Required work: From the entries below, please output exactly the lines starting at the one containing "lookahead takes over" and ending at the one containing "Decide the splice", both included.

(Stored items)

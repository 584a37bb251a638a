// Atomic parameters - Lock-free communication control ↔ audio thread
// Uses atomic operations to share parameters between threads without locks

use std::sync::atomic::{AtomicU64, Ordering};

/// Thread-safe f64 parameter using atomic operations
/// Converts f64 to u64 bits for atomic storage
#[derive(Debug)]
pub struct AtomicF64 {
    inner: AtomicU64,
}

impl AtomicF64 {
    pub fn new(value: f64) -> Self {
        Self {
            inner: AtomicU64::new(value.to_bits()),
        }
    }

    /// Set the value (called from control thread)
    pub fn set(&self, value: f64) {
        self.inner.store(value.to_bits(), Ordering::Relaxed);
    }

    /// Get the value (called from audio thread)
    pub fn get(&self) -> f64 {
        f64::from_bits(self.inner.load(Ordering::Relaxed))
    }
}

impl Default for AtomicF64 {
    fn default() -> Self {
        Self::new(0.0)
    }
}
// Messaging - Lock-free communication between the control and audio threads

pub mod channels;
pub mod command;
pub mod parameters;

pub use channels::{CommandConsumer, CommandProducer, create_command_channel};
pub use command::TransportCommand;
pub use parameters::AtomicF64;
// Splice - Decides where a fill, part change or ending takes over
// The decision is bar-aligned and takes pickup notes into account

use crate::sequencer::timeline::bar_offset;

/// Positions closer than this to a bar line count as on it
const ON_BAR_LINE: f64 = 1e-9;

#[derive(Debug, Clone, Copy, PartialEq, Eq)]
pub enum SpliceKind {
    /// Late in the bar and the lookahead starts with a pickup we already passed:
    /// cut the bar short and jump to the pickup
    ShortBar,
    /// Take over now at the same bar offset
    Immediate,
    /// Keep the current bar until the lookahead's pickup note is due
    Pickup,
    /// Finish the current bar first
    NextBar,
}

/// Where to leave the active sequence and where to enter the lookahead
#[derive(Debug, Clone, Copy, PartialEq)]
pub struct Splice {
    pub kind: SpliceKind,
    /// Position in the active sequence at which the lookahead takes over
    pub at: f64,
    /// Position in the lookahead to start from
    pub enter: f64,
}

/// Decide the splice for a lookahead whose first note is at `first_note`
/// (None when there is nothing to enter, e.g. stopping without an ending)
///
/// `bar_end_margin` is how close to the bar end a position counts as late.
pub fn decide(
    position: f64,
    first_note: Option<f64>,
    quarters_per_bar: f64,
    bar_end_margin: f64,
) -> Splice {
    let threshold = (quarters_per_bar - bar_end_margin).max(0.0);
    let current = bar_offset(position, quarters_per_bar);
    let bar_start = position - current;
    let on_bar_line = current < ON_BAR_LINE || quarters_per_bar - current < ON_BAR_LINE;
    let next_bar = if current < ON_BAR_LINE {
        bar_start
    } else {
        bar_start + quarters_per_bar
    };

    let Some(first) = first_note else {
        return if on_bar_line {
            splice(SpliceKind::Immediate, next_bar.max(position), 0.0)
        } else {
            splice(SpliceKind::NextBar, next_bar, 0.0)
        };
    };

    let first_offset = bar_offset(first, quarters_per_bar);
    let pickup = first_offset >= threshold;

    if on_bar_line {
        return if pickup {
            splice(SpliceKind::Pickup, next_bar + first_offset, first)
        } else {
            splice(SpliceKind::Immediate, next_bar.max(position), 0.0)
        };
    }

    if current >= threshold {
        if pickup && first_offset < current {
            return splice(SpliceKind::ShortBar, position, first);
        }
    } else if first_offset <= current {
        return splice(SpliceKind::Immediate, position, current);
    } else if pickup {
        return splice(SpliceKind::Pickup, bar_start + first_offset, first);
    }

    if pickup {
        splice(SpliceKind::NextBar, next_bar + first_offset, first)
    } else {
        splice(SpliceKind::NextBar, next_bar, 0.0)
    }
}

fn splice(kind: SpliceKind, at: f64, enter: f64) -> Splice {
    Splice { kind, at, enter }
}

Task solution:
    /// Position in the active sequence at which the lookahead takes over
    pub at: f64,
    /// Position in the lookahead to start from
    pub enter: f64,
}

/// Decide the splice for a lookahead whose first note is at `first_note`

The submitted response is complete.